- Your instructions -
Scan the entries below. Report each line where the string "resolver" occurs.

Excerpts from a dataset
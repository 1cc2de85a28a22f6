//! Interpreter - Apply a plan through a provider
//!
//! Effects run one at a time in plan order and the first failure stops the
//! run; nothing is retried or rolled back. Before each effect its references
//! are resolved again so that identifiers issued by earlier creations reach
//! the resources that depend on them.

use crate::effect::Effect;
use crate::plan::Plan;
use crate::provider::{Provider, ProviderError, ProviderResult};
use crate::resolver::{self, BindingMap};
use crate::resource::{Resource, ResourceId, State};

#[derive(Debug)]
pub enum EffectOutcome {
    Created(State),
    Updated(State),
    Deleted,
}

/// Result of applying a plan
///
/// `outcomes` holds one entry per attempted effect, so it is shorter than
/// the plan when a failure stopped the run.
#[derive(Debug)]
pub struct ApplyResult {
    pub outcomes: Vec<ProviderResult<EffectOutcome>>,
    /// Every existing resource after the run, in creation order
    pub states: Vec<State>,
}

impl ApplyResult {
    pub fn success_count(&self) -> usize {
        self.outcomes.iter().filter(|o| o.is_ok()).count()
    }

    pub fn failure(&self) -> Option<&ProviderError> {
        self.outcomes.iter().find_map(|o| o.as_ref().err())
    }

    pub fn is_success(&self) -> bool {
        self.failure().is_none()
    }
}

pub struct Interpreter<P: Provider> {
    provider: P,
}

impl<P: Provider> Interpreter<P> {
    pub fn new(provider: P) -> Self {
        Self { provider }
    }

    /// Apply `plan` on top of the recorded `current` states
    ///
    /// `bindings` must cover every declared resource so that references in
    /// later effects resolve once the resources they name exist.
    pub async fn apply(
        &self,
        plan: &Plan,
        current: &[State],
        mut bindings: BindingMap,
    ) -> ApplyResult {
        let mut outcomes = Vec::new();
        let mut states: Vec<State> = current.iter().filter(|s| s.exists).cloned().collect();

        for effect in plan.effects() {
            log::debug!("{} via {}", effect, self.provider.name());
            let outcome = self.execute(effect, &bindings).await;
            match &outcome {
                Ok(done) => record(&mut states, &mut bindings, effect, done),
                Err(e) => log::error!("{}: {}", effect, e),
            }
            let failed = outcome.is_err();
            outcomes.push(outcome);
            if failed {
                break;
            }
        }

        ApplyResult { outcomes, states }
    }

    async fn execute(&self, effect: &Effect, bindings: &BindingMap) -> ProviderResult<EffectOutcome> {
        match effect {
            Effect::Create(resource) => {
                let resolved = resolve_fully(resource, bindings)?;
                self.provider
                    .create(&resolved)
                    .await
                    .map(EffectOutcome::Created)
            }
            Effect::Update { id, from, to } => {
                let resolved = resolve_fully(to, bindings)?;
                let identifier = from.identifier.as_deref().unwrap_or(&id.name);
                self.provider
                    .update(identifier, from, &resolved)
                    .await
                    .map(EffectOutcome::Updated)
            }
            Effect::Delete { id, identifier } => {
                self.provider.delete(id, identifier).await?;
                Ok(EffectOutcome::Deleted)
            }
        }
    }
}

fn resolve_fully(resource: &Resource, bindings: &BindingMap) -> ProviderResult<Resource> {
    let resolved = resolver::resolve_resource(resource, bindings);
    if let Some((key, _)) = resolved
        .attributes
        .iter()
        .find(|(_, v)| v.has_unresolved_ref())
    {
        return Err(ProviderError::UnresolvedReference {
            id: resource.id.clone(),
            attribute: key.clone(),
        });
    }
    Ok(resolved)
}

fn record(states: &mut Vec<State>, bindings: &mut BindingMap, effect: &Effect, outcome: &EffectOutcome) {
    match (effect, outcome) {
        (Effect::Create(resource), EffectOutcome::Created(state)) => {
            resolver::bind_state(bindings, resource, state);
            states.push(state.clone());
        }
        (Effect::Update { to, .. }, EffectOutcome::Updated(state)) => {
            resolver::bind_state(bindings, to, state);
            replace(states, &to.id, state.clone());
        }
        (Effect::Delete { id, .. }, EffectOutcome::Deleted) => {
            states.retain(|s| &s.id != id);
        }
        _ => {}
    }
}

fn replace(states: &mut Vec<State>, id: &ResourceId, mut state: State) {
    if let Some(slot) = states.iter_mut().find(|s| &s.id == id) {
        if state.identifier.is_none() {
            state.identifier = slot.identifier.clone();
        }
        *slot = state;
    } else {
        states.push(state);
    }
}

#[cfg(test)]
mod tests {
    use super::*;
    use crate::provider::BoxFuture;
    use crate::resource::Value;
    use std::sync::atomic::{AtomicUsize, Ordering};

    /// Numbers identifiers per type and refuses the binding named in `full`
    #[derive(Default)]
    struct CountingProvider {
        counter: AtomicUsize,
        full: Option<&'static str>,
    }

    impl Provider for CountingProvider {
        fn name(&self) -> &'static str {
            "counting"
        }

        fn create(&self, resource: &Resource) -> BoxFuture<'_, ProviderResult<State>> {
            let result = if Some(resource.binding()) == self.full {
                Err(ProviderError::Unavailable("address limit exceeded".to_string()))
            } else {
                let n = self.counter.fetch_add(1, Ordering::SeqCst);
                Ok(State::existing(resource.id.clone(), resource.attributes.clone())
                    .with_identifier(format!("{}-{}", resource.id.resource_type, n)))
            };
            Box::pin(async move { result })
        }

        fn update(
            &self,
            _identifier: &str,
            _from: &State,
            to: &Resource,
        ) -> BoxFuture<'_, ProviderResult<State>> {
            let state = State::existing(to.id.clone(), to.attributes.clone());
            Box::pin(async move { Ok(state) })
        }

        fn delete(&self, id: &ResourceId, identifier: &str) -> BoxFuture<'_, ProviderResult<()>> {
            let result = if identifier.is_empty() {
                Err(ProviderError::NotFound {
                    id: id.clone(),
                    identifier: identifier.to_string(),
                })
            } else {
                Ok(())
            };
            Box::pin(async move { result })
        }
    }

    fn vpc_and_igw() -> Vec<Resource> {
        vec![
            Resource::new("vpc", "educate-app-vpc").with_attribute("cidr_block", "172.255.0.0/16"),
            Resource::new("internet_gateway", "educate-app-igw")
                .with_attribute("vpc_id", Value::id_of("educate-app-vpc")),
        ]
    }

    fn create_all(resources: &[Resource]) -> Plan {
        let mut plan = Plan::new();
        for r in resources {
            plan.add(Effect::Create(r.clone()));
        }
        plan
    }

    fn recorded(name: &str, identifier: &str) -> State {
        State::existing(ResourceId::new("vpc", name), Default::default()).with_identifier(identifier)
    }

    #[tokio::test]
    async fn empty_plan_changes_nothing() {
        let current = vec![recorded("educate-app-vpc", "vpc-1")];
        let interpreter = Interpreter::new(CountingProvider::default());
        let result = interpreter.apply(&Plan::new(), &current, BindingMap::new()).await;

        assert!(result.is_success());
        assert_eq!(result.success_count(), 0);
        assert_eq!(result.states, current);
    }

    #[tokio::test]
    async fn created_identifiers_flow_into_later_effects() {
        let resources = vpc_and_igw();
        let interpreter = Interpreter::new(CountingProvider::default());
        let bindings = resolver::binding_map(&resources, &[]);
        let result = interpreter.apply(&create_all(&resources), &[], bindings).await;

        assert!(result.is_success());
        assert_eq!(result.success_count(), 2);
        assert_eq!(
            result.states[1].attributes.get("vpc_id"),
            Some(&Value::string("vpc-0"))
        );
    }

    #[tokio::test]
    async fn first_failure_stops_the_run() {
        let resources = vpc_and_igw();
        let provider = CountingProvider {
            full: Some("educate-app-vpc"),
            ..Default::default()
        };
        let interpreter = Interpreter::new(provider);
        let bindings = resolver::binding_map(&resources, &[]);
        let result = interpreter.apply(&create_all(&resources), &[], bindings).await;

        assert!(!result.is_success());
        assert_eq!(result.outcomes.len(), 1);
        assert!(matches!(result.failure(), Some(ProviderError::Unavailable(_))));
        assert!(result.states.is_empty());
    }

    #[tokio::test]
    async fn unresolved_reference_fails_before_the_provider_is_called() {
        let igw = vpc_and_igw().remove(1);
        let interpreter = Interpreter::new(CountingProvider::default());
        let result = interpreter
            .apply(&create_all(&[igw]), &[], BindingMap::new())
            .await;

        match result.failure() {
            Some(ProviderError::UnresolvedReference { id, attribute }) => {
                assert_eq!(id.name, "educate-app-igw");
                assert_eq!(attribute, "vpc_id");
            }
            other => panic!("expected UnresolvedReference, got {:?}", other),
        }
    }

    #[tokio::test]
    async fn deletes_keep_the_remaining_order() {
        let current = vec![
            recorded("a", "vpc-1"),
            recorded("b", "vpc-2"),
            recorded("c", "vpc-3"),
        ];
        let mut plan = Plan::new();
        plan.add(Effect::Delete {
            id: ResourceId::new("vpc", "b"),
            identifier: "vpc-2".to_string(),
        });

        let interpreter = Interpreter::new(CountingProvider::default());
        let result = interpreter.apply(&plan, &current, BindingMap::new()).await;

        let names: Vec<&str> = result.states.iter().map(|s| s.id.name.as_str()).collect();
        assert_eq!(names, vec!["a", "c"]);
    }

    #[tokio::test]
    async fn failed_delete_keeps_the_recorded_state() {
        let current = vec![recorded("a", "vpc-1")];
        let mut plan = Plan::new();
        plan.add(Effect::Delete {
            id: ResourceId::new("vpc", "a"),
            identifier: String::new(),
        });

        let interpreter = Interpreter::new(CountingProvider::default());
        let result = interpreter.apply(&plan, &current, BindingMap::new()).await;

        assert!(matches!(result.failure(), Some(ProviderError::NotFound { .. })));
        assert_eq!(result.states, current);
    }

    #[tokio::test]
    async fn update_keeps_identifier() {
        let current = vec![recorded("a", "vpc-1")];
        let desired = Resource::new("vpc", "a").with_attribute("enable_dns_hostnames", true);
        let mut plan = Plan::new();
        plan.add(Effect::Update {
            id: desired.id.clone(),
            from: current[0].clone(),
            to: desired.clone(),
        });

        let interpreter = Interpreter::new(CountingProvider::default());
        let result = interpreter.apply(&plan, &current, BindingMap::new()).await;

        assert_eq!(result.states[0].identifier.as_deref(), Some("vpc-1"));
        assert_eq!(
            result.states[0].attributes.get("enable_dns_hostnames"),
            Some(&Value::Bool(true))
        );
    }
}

- Answer for the task -
use crate::resolver::{self, BindingMap};
    let resolved = resolver::resolve_resource(resource, bindings);
            resolver::bind_state(bindings, resource, state);
            resolver::bind_state(bindings, to, state);
        let bindings = resolver::binding_map(&resources, &[]);
        let bindings = resolver::binding_map(&resources, &[]);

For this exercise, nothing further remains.